TEMPO.CO, Jakarta - Ketua PP Muhammadiyah Bidang Hukum, HAM, dan Kebijakan Publik, Busyro Muqqodas menilai masyarakat sudah gerah dengan kepemimpinan Presiden Joko Widodo atau Jokowi.
Ia mengatakan masyarakat melihat pemerintahan Jokowi sudah melumpuhan sistem pemberantasan korupsi melalui revisi Undang-undang KPK, hingga masalah kelangkaan minyak goreng yang tak kunjung selesai.
Makanya, Busyro meminta masyarakat untuk menolak ide penundaan Pemilu 2024. "Sepatunya elemen-elemen masyarakat sipil, Ormas, NGO, hingga organisasi kemahasiswaan dengan tegas menyatakan penolakan terhadap ide penundaan pemilu ini," ujar Busyro, Rabu, 16 Maret 2022.
Ia menyebut para elite politik yang mengusulkan penundaan Pemilu 2024 tak ubahnya seperti keledai yang tidak belajar dari masa lalu.

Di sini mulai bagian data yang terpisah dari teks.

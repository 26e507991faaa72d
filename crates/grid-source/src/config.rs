//! HTTP client configuration.

use serde::{Deserialize, Serialize};
use std::time::Duration;

/// Timeouts and retry policy for remote requests.
#[derive(Debug, Clone, PartialEq, Serialize, Deserialize)]
#[serde(default)]
pub struct SourceConfig {
    /// Whole-request timeout, including reading the body
    pub request_timeout_ms: u64,

    pub connect_timeout_ms: u64,

    /// Retries after the first attempt, transient failures only
    pub max_retries: u32,

    /// First retry delay; doubles on each retry
    pub initial_retry_delay_ms: u64,

    pub max_retry_delay_ms: u64,

    pub user_agent: String,
}

impl Default for SourceConfig {
    fn default() -> Self {
        Self {
            request_timeout_ms: 30_000,
            connect_timeout_ms: 10_000,
            max_retries: 3,
            initial_retry_delay_ms: 500,
            max_retry_delay_ms: 8_000,
            user_agent: concat!("site-data/", env!("CARGO_PKG_VERSION")).to_string(),
        }
    }
}

impl SourceConfig {
    /// Load configuration from environment variables.
    pub fn from_env() -> Self {
        let mut config = Self::default();

        if let Ok(val) = std::env::var("SOURCE_REQUEST_TIMEOUT_MS") {
            if let Ok(ms) = val.parse() {
                config.request_timeout_ms = ms;
            }
        }

        if let Ok(val) = std::env::var("SOURCE_CONNECT_TIMEOUT_MS") {
            if let Ok(ms) = val.parse() {
                config.connect_timeout_ms = ms;
            }
        }

        if let Ok(val) = std::env::var("SOURCE_MAX_RETRIES") {
            if let Ok(retries) = val.parse() {
                config.max_retries = retries;
            }
        }

        if let Ok(val) = std::env::var("SOURCE_RETRY_DELAY_MS") {
            if let Ok(ms) = val.parse() {
                config.initial_retry_delay_ms = ms;
            }
        }

        if let Ok(val) = std::env::var("SOURCE_USER_AGENT") {
            config.user_agent = val;
        }

        config
    }

    /// Validate the configuration.
    pub fn validate(&self) -> Result<(), String> {
        if self.request_timeout_ms == 0 {
            return Err("request_timeout_ms must be > 0".to_string());
        }

        if self.connect_timeout_ms == 0 {
            return Err("connect_timeout_ms must be > 0".to_string());
        }

        if self.initial_retry_delay_ms > self.max_retry_delay_ms {
            return Err(format!(
                "initial_retry_delay_ms ({}) exceeds max_retry_delay_ms ({})",
                self.initial_retry_delay_ms, self.max_retry_delay_ms
            ));
        }

        Ok(())
    }

    pub fn request_timeout(&self) -> Duration {
        Duration::from_millis(self.request_timeout_ms)
    }

    pub fn connect_timeout(&self) -> Duration {
        Duration::from_millis(self.connect_timeout_ms)
    }

    pub fn initial_retry_delay(&self) -> Duration {
        Duration::from_millis(self.initial_retry_delay_ms)
    }

    pub fn max_retry_delay(&self) -> Duration {
        Duration::from_millis(self.max_retry_delay_ms)
    }
}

"Isu penundaan Pemilu yang digulirkan ini menunjukkan semakin vulgarnya sikap penguasa yang tidak ada rasa malu. Mereka seperti keledai-keledai politik yang tidak belajar dari masa lalu," ujar Busyro.
Ide penundaan Pemilu 2024 yang berimplikasi pada perpanjangan masa jabatan presiden dinilai inkonstitusional. Di samping itu, tidak ada alasan yang bisa dibenarkan untuk mendukung ide ini.
Tiga ketua umum partai politik pendukung pemerintah sebelumnya secara terbuka mendukung penundaan Pemilu 2024. Pernyataan politik itu disampaikan Ketua Umum Partai Kebangkitan Bangsa (PKB) Muhaimin Iskandar, Ketua Umum Partai Golkar Airlangga Hartarto, dan Ketua Umum Partai Amanat Nasional (PAN) Zulkifli Hasan.
Dalihnya macam-macam, dari soal perbaikan ekonomi hingga klaim tingginya angka kepuasan masyarakat terhadap kinerja Presiden Jokowi. Teranyar, Menteri Koordinator Bidang Kemaritiman dan Investasi Luhut Binsar Pandjaitan juga mengklaim adanya banyak aspirasi mendukung penundaan Pemilu 2024.
Busyro menilai alasan tersebut terlalu mengada-ada. Menurutnya, tidak ada rakyat yang mendukung ide perpanjangan masa jabatan presiden. Isu penundaan pemilu ini, kata Busyro, sudah jelas bukan aspirasi rakyat, melainkan hanya keinginan penguasa yang memiliki nafsu dan syahwat politik untuk melanggengkan kekuasaan.